Now many would argue that it’s not the storyline you’re going for, it’s the special effects. Well, having seen Avatar on an IMAX screen in 3D, which by all accounts is the method by which one is meant to experience the film, I will admit that I don’t know what all the hubbub about the sfx is about either. I didn’t feel particularly immersed in the world of Pandora. I felt like Avatar was like an extremely high budgeted videogame, with the same wooden dialogue and low-grade acting that you’d find in an average games for your PS3 or Xbox 360.

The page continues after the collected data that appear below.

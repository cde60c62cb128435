// src/generators/wordlist.rs
use lazy_static::lazy_static;

static RAW_WORDLIST: &str = include_str!("wordlist.txt");

lazy_static! {
    static ref WORDS: Vec<&'static str> = RAW_WORDLIST
        .lines()
        .map(str::trim)
        .filter(|line| !line.is_empty())
        .collect();
}

/// The diceware wordlist, parsed on first access.
pub fn words() -> &'static [&'static str] {
    &WORDS
}
// src/core/mod.rs
pub mod config;
// src/utils/io.rs
use std::fs::File;
use std::io::{BufWriter, Write};
use std::path::Path;

use chrono::Local;

use crate::generators::Result;
use crate::models::GeneratedBatch;
use crate::utils::render_export;

/// Write a batch to `path`, replacing any existing file.
pub fn save_to_file(path: &Path, batch: &GeneratedBatch) -> Result<()> {
    let timestamp = Local::now().format("%Y-%m-%d %H:%M:%S").to_string();
    let contents = render_export(batch, &timestamp);

    let mut writer = BufWriter::new(File::create(path)?);
    writer.write_all(contents.as_bytes())?;
    writer.flush()?;

    log::info!("Saved {} password(s) to {}", batch.passwords.len(), path.display());
    Ok(())
}

#[cfg(test)]
mod tests {
    use super::*;
    use crate::generators::GeneratorError;
    use crate::models::BatchKind;

    #[test]
    fn writes_header_and_passwords() {
        let dir = tempfile::tempdir().unwrap();
        let path = dir.path().join("passwords.txt");
        let batch = GeneratedBatch {
            kind: BatchKind::Characters { length: 4 },
            passwords: vec!["ab1!".to_string(), "cd2@".to_string()],
        };

        save_to_file(&path, &batch).unwrap();

        let contents = std::fs::read_to_string(&path).unwrap();
        let lines: Vec<&str> = contents.lines().collect();
        assert_eq!(lines[0], "Password generator");
        assert!(lines[1].starts_with("Date: "));
        assert_eq!(lines[2], "=".repeat(50));
        assert_eq!(lines[3], "");
        assert_eq!(lines[4], "Generated 2 passwords (length: 4)");
        assert_eq!(lines[6], " 1. ab1!");
        assert_eq!(lines[7], " 2. cd2@");
    }

    #[test]
    fn missing_directory_is_an_io_failure() {
        let dir = tempfile::tempdir().unwrap();
        let path = dir.path().join("missing").join("passwords.txt");
        let batch = GeneratedBatch {
            kind: BatchKind::Characters { length: 4 },
            passwords: vec!["ab1!".to_string()],
        };

        assert!(matches!(save_to_file(&path, &batch), Err(GeneratorError::IoFailure(_))));
    }
}
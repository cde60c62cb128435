// src/cli/interactive.rs
use std::path::PathBuf;

use anyhow::Result;
use console::style;
use inquire::validator::Validation;
use inquire::{Confirm, CustomType, CustomUserError, InquireError, Select, Text};

use crate::cli::handlers::{self, OutputOptions, Request};
use crate::core::config::{Config, MAX_PASSWORD_COUNT, MAX_PASSWORD_LENGTH};
use crate::generators::charset::MIN_LENGTH;
use crate::generators::diceware::{MAX_WORDS, MIN_WORDS};
use crate::models::{DicewarePolicy, GenerationPolicy};

const MODE_CHARACTERS: &str = "🔐  Random characters";
const MODE_DICEWARE: &str = "🎲  Diceware passphrase";

// Error shown for an out-of-range answer, if any
fn range_error(value: usize, min: usize, max: usize) -> Option<String> {
    if value < min || value > max {
        Some(format!("Enter a number from {} to {}", min, max))
    } else {
        None
    }
}

fn ask_number(message: &str, default: usize, min: usize, max: usize) -> Result<usize, InquireError> {
    CustomType::<usize>::new(message)
        .with_default(default.clamp(min, max))
        .with_error_message("Please enter a number")
        .with_validator(move |value: &usize| {
            Ok::<_, CustomUserError>(match range_error(*value, min, max) {
                Some(message) => Validation::Invalid(message.into()),
                None => Validation::Valid,
            })
        })
        .prompt()
}

fn ask_yes_no(message: &str, default: bool) -> Result<bool, InquireError> {
    Confirm::new(message)
        .with_default(default)
        .with_help_message("y/yes or n/no")
        .prompt()
}

fn ask_request(config: &Config) -> Result<Request, InquireError> {
    let mode = Select::new("What do you want to generate?", vec![MODE_CHARACTERS, MODE_DICEWARE])
        .with_help_message("Use arrow keys to navigate, Enter to select")
        .prompt()?;

    if mode == MODE_DICEWARE {
        let word_count = ask_number("Number of words:", config.default_words, MIN_WORDS, MAX_WORDS)?;
        let separator = Text::new("Separator between words:")
            .with_default(&config.default_separator)
            .prompt()?;
        let capitalize = ask_yes_no("Capitalize each word?", false)?;
        let append_number = ask_yes_no("Append a random number?", false)?;

        return Ok(Request::Diceware(DicewarePolicy {
            word_count,
            separator,
            capitalize,
            append_number,
        }));
    }

    let length = ask_number("Password length:", config.default_length, MIN_LENGTH, MAX_PASSWORD_LENGTH)?;

    println!();
    let include_uppercase = ask_yes_no("Use uppercase letters?", true)?;
    let include_digits = ask_yes_no("Use digits?", true)?;
    let include_special = ask_yes_no("Use special characters (!@#$...)?", true)?;
    let exclude_ambiguous = ask_yes_no("Exclude look-alike characters (0, O, l, 1, I)?", false)?;

    Ok(Request::Characters(GenerationPolicy {
        length,
        include_uppercase,
        include_digits,
        include_special,
        exclude_ambiguous,
        custom_alphabet: None,
    }))
}

fn ask_output(config: &Config) -> Result<OutputOptions, InquireError> {
    println!();
    let show_strength = ask_yes_no("Show password strength?", false)?;
    let output = if ask_yes_no("Save to a file?", false)? {
        let default_file = config.default_output_file.display().to_string();
        let file = Text::new("File name:").with_default(&default_file).prompt()?;
        let file = file.trim();
        Some(PathBuf::from(if file.is_empty() { default_file.as_str() } else { file }))
    } else {
        None
    };

    Ok(OutputOptions { show_strength, output, json: false })
}

/// Collect options through prompts, then generate and print like the
/// non-interactive path does.
pub fn run_interactive(config: &Config, seed: Option<u64>) -> Result<()> {
    println!();
    println!("{}", "=".repeat(50));
    println!("  {}", style("Password generator - interactive mode").bold().cyan());
    println!("{}", "=".repeat(50));
    println!();

    let prompts = ask_request(config).and_then(|request| {
        let count = ask_number("Number of passwords:", config.default_count, 1, MAX_PASSWORD_COUNT)?;
        let output = ask_output(config)?;
        Ok((request, count, output))
    });

    let (request, count, output) = match prompts {
        Ok(answers) => answers,
        Err(InquireError::OperationCanceled) | Err(InquireError::OperationInterrupted) => {
            log::info!("Interactive session cancelled");
            println!("{}", style("Cancelled.").yellow());
            return Ok(());
        }
        Err(e) => return Err(e.into()),
    };

    println!();
    println!("{}", "-".repeat(50));
    println!("Generating...");
    println!("{}", "-".repeat(50));

    let mut generator = handlers::create_generator(seed.or(config.seed));
    let batch = handlers::generate_batch(&mut generator, count, &request)?;
    handlers::emit(&batch, &output)?;

    println!();
    Ok(())
}
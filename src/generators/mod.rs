// src/generators/mod.rs
use std::io;
use thiserror::Error;

pub mod charset;
pub mod diceware;
pub mod password;
pub mod wordlist;

pub use password::PasswordGenerator;

#[derive(Debug, Error)]
pub enum GeneratorError {
    #[error("Invalid configuration: {0}")]
    InvalidConfig(String),

    #[error("IO error: {0}")]
    IoFailure(#[from] io::Error),
}

pub type Result<T> = std::result::Result<T, GeneratorError>;
// src/core/config.rs
use std::env;
use std::path::PathBuf;

// Bounds enforced by the interactive prompts
pub const MAX_PASSWORD_LENGTH: usize = crate::generators::charset::MAX_LENGTH;
pub const MAX_PASSWORD_COUNT: usize = 100;

// Read by env_logger before the rest of the configuration
pub const LOG_LEVEL_ENV: &str = "PWGEN_LOG_LEVEL";

// Configuration for the generator
#[derive(Debug, Clone)]
pub struct Config {
    // Password Generation
    pub default_length: usize,
    pub default_count: usize,

    // Diceware
    pub default_words: usize,
    pub default_separator: String,

    // Export
    pub default_output_file: PathBuf,

    // Reproducible runs
    pub seed: Option<u64>,
}

impl Default for Config {
    fn default() -> Self {
        Self {
            // Password Generation
            default_length: 12,
            default_count: 1,

            // Diceware
            default_words: 5,
            default_separator: "-".to_string(),

            // Export
            default_output_file: PathBuf::from("passwords.txt"),

            seed: None,
        }
    }
}

impl Config {
    // Load configuration from environment variables
    pub fn load() -> Self {
        Self::from_lookup(|key| env::var(key).ok())
    }

    pub fn from_lookup<F>(lookup: F) -> Self
    where
        F: Fn(&str) -> Option<String>,
    {
        let mut config = Config::default();

        // Password Generation
        if let Some(val) = lookup("PWGEN_DEFAULT_LENGTH") {
            match val.parse() {
                Ok(length) => config.default_length = length,
                Err(_) => log::warn!("Ignoring invalid PWGEN_DEFAULT_LENGTH '{}'", val),
            }
        }

        if let Some(val) = lookup("PWGEN_DEFAULT_COUNT") {
            match val.parse() {
                Ok(count) => config.default_count = count,
                Err(_) => log::warn!("Ignoring invalid PWGEN_DEFAULT_COUNT '{}'", val),
            }
        }

        // Diceware
        if let Some(val) = lookup("PWGEN_DEFAULT_WORDS") {
            match val.parse() {
                Ok(words) => config.default_words = words,
                Err(_) => log::warn!("Ignoring invalid PWGEN_DEFAULT_WORDS '{}'", val),
            }
        }

        if let Some(separator) = lookup("PWGEN_DEFAULT_SEPARATOR") {
            config.default_separator = separator;
        }

        // Export
        if let Some(file) = lookup("PWGEN_OUTPUT_FILE") {
            if !file.trim().is_empty() {
                config.default_output_file = PathBuf::from(file);
            }
        }

        if let Some(val) = lookup("PWGEN_SEED") {
            match val.parse() {
                Ok(seed) => config.seed = Some(seed),
                Err(_) => log::warn!("Ignoring invalid PWGEN_SEED '{}'", val),
            }
        }

        config
    }
}
// src/utils/format.rs
use crate::models::{BatchKind, GeneratedBatch};
use crate::strength::analyze_password_strength;

pub const RULE_WIDTH: usize = 50;

pub fn rule() -> String {
    "=".repeat(RULE_WIDTH)
}

// Noun form for a password count
pub fn pluralize_password(count: usize) -> &'static str {
    if count == 1 {
        "password"
    } else {
        "passwords"
    }
}

/// Numbered list entry, index padded to two columns.
pub fn numbered_line(index: usize, password: &str) -> String {
    format!("{:2}. {}", index, password)
}

/// Text printed to stdout for a finished batch.
pub fn render_batch(batch: &GeneratedBatch, show_strength: bool) -> String {
    let mut out = String::new();

    if batch.is_single() {
        let password = &batch.passwords[0];
        out.push_str(password);
        out.push('\n');
        if show_strength {
            let report = analyze_password_strength(password);
            out.push_str(&format!("\nStrength: {}\n", report.level));
            out.push_str(&format!("Details: {}\n", report.detail));
        }
        return out;
    }

    let count = batch.passwords.len();
    let summary = match batch.kind {
        BatchKind::Characters { length } => format!("(length: {})", length),
        BatchKind::Diceware { .. } => "(diceware)".to_string(),
    };

    out.push('\n');
    out.push_str(&rule());
    out.push('\n');
    out.push_str(&format!("  Generated {} {} {}\n", count, pluralize_password(count), summary));
    out.push_str(&rule());
    out.push_str("\n\n");

    for (i, password) in batch.passwords.iter().enumerate() {
        out.push_str(&numbered_line(i + 1, password));
        if show_strength {
            out.push_str(&format!("  {}", analyze_password_strength(password).level));
        }
        out.push('\n');
    }
    out.push('\n');

    out
}

/// File body for an exported batch, stamped with `timestamp`.
pub fn render_export(batch: &GeneratedBatch, timestamp: &str) -> String {
    let mut out = String::new();
    out.push_str("Password generator\n");
    out.push_str(&format!("Date: {}\n", timestamp));
    out.push_str(&rule());
    out.push_str("\n\n");

    if batch.is_single() {
        out.push_str(&batch.passwords[0]);
        out.push('\n');
        return out;
    }

    let count = batch.passwords.len();
    let summary = match batch.kind {
        BatchKind::Characters { length } => format!("(length: {})", length),
        BatchKind::Diceware { words } => format!("(words: {})", words),
    };
    out.push_str(&format!("Generated {} {} {}\n\n", count, pluralize_password(count), summary));

    for (i, password) in batch.passwords.iter().enumerate() {
        out.push_str(&numbered_line(i + 1, password));
        out.push('\n');
    }

    out
}
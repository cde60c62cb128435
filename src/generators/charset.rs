// src/generators/charset.rs
use rand::Rng;

use super::{GeneratorError, Result};
use crate::models::GenerationPolicy;

pub const LOWERCASE: &str = "abcdefghijklmnopqrstuvwxyz";
pub const UPPERCASE: &str = "ABCDEFGHIJKLMNOPQRSTUVWXYZ";
pub const DIGITS: &str = "0123456789";
pub const SPECIAL: &str = "!@#$%^&*()_+-=[]{}|;:,.<>?";

/// Visually confusable characters dropped by `exclude_ambiguous`.
pub const AMBIGUOUS: &str = "0Ol1I";

pub const MIN_LENGTH: usize = 4;
pub const MAX_LENGTH: usize = 128;
pub const MIN_CUSTOM_ALPHABET: usize = 2;

/// Alphabet for the free positions of a password plus one pre-drawn
/// character for every category that must show up.
#[derive(Debug, Clone)]
pub struct Charset {
    pub alphabet: Vec<char>,
    pub required: Vec<char>,
}

/// Resolve a policy into a concrete alphabet, drawing the required
/// characters from `rng` along the way.
///
/// Ambiguous characters are only removed from the filler alphabet. A
/// required character that was already drawn (say an uppercase `O`) is
/// kept even when `exclude_ambiguous` is set.
pub fn build_charset<R: Rng + ?Sized>(policy: &GenerationPolicy, rng: &mut R) -> Result<Charset> {
    if policy.length < MIN_LENGTH {
        return Err(GeneratorError::InvalidConfig(format!(
            "password length must be at least {} characters",
            MIN_LENGTH
        )));
    }
    if policy.length > MAX_LENGTH {
        return Err(GeneratorError::InvalidConfig(format!(
            "password length must be at most {} characters",
            MAX_LENGTH
        )));
    }

    if let Some(custom) = policy.custom_alphabet.as_deref().filter(|s| !s.is_empty()) {
        let alphabet: Vec<char> = custom.chars().collect();

        let mut distinct = alphabet.clone();
        distinct.sort_unstable();
        distinct.dedup();
        if distinct.len() < MIN_CUSTOM_ALPHABET {
            return Err(GeneratorError::InvalidConfig(format!(
                "custom character set must contain at least {} distinct characters",
                MIN_CUSTOM_ALPHABET
            )));
        }

        let required = vec![pick(rng, &alphabet)];
        return Ok(Charset { alphabet, required });
    }

    let lowercase: Vec<char> = LOWERCASE.chars().collect();
    let mut alphabet = lowercase.clone();
    let mut required = vec![pick(rng, &lowercase)];

    let optional = [
        (policy.include_uppercase, UPPERCASE),
        (policy.include_digits, DIGITS),
        (policy.include_special, SPECIAL),
    ];
    for (enabled, class) in optional {
        if !enabled {
            continue;
        }
        let class: Vec<char> = class.chars().collect();
        required.push(pick(rng, &class));
        alphabet.extend(class);
    }

    if policy.exclude_ambiguous {
        alphabet.retain(|c| !AMBIGUOUS.contains(*c));
    }

    if alphabet.is_empty() {
        return Err(GeneratorError::InvalidConfig(
            "at least one character type must be selected".to_string(),
        ));
    }

    log::debug!(
        "Charset built: {} filler characters, {} required categories",
        alphabet.len(),
        required.len()
    );

    Ok(Charset { alphabet, required })
}

/// Uniform draw from a non-empty slice.
pub(crate) fn pick<R: Rng + ?Sized>(rng: &mut R, chars: &[char]) -> char {
    chars[rng.gen_range(0..chars.len())]
}
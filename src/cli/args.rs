use clap::Parser;
use std::path::PathBuf;

use ldndc_site::types::{BoundingBox, IdEncoding, RasterFormat, Resolution};

#[derive(Parser)]
#[command(
    name = "dlsc",
    version,
    about = "Create LandscapeDNDC site files from ISRIC-WISE soil grids"
)]
pub struct CliArgs {
    /// Output site file; the companion raster is written next to it as <stem>_mask.nc
    #[arg(default_value = "sites.xml")]
    pub outfile: PathBuf,

    /// Soil grid (netCDF with ISRIC-WISE variables)
    #[arg(long)]
    pub soil: Option<PathBuf>,

    /// Source grid resolution (overrides config)
    #[arg(short, long, value_enum)]
    pub resolution: Option<Resolution>,

    /// Bounding box X1,Y1,X2,Y2 in degrees (lon/lat)
    #[arg(short, long, allow_hyphen_values = true, value_parser = parse_bbox)]
    pub bbox: Option<BoundingBox>,

    /// Vector file with region outlines (e.g. Natural Earth admin-0 countries)
    #[arg(long)]
    pub shape: Option<PathBuf>,

    /// ADM0_A3 codes of the regions to select, joined with '+' (e.g. deu+aut)
    #[arg(long, requires = "shape")]
    pub region: Option<String>,

    /// Coordinate file with lines "lat lon [id]"; only these cells are emitted
    #[arg(short = 'f', long = "file")]
    pub coord_file: Option<PathBuf>,

    /// Cell id encoding (overrides config)
    #[arg(long, value_enum)]
    pub id_encoding: Option<IdEncoding>,

    /// Split the top layer into a 20 mm fine layer and the remainder
    #[arg(long, default_value_t = false)]
    pub extra_split: bool,

    /// Companion raster format
    #[arg(long, value_enum, default_value_t = RasterFormat::NetCdf)]
    pub mask_format: RasterFormat,

    /// Config file (JSON); defaults to ~/.ldndctools/dlsc.json when present
    #[arg(short, long)]
    pub config: Option<PathBuf>,

    /// Store the passed config as the new default
    #[arg(short = 'S', long = "store-config", requires = "config")]
    pub store_config: bool,

    /// Verbose logging (debug level)
    #[arg(short, long, default_value_t = false)]
    pub verbose: bool,
}

fn parse_bbox(value: &str) -> Result<BoundingBox, String> {
    value.parse::<BoundingBox>().map_err(|e| e.to_string())
}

Now of course I brought my own biases into the film. While I enjoy sci-fi, Avatar’s premise seemed more like a fantasy film to me, which is a genre I’ve never been a fan of. It was also very chick-flick like, with the romance between Sam Worthington and Zoe Saldana’s characters taking up so much of the screen time. If I’m going to watch a chick flick, I suppose I want it to star Hugh Grant or Sandra Bullock or for it to take place in England and have a series of madcap misunderstandings before true love wins out. A combination of Dances With Wolves and Titanic was never something I was going to enjoy.

So many people have embraced the film that it boggles my mind. Over $1 billion at the box office in no time? How does that happen? I admit to feeling left out of the entire Avatar experience. I wish I would have enjoyed the film and that I could say I can’t wait to see it again, but I have the exact opposite mindset. I don’t see myself gaining any sort of newfound appreciation, and I can’t imagine sitting through it ever again, even if I chance upon on tv some day.

Of course, I realize I’m in the minority. I’m on the outside, standing in the pouring rain in soaking wet clothing, looking into a restaurant full of millions munching on Avatar and loving every blue-skinned minute of it.

It’s lonely on the outside. Really really lonely. 

One Reply to “What Am I Missing? Andy Burns On Avatar”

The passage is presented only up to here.